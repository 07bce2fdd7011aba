//! nlquery CLI Entry Point
//!
//! Loads the configuration, connects the database engine and the assistant,
//! then runs the interactive session on stdin/stdout. Logs go to stderr.
//!
//! Configuration problems are fatal (exit status 1). An unreachable database
//! is not: the session starts anyway and each command reports its own error.

use anyhow::Context;
use clap::Parser;
use std::path::PathBuf;
use std::process::ExitCode;
use tracing_subscriber::EnvFilter;

use nlquery::assistant::AssistantClient;
use nlquery::config::{load_config, resolve_config_path};
use nlquery::engine::postgres::PostgresEngine;
use nlquery::session::Session;

/// nlquery - ask your PostgreSQL database questions in plain language
#[derive(Parser)]
#[command(name = "nlquery")]
#[command(about = "Interactive natural-language SQL session with live schema introspection")]
#[command(version)]
struct Cli {
    /// Path to the JSON configuration file
    #[arg(long, short = 'c', value_name = "PATH")]
    config: Option<PathBuf>,
}

#[tokio::main]
async fn main() -> ExitCode {
    let cli = Cli::parse();

    tracing_subscriber::fmt()
        .with_env_filter(EnvFilter::try_from_default_env().unwrap_or_else(|_| "warn".into()))
        .with_writer(std::io::stderr)
        .init();

    match run(cli).await {
        Ok(()) => ExitCode::SUCCESS,
        Err(e) => {
            eprintln!("Error: {e:#}");
            ExitCode::FAILURE
        }
    }
}

async fn run(cli: Cli) -> anyhow::Result<()> {
    let path = resolve_config_path(cli.config.as_deref())?;
    let config = load_config(&path)?;
    tracing::info!(path = %path.display(), "configuration loaded");

    let connection = config.database.resolve()?;
    let assistant = AssistantClient::from_settings(&config.ai)?;
    let engine = PostgresEngine::new(connection);

    match engine.validate_connection().await {
        Ok(info) => println!(
            "Connected to {} as {} (PostgreSQL {})",
            info.connected_database, info.user, info.database_version
        ),
        Err(e) => {
            tracing::warn!(code = e.error_code(), "startup connection check failed");
            println!("Warning: {}", e.message());
        }
    }
    println!("Assistant: {} ({})", assistant.provider_name(), assistant.model_name());

    let mut session = Session::new(engine, assistant);
    nlquery::repl::run(&mut session).await.context("Line editor failed")?;
    Ok(())
}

Task requirements → Wherever the string "AssistantClient" appears in the listing above, show the whole line.

Response to this exercise →
use nlquery::assistant::AssistantClient;
    let assistant = AssistantClient::from_settings(&config.ai)?;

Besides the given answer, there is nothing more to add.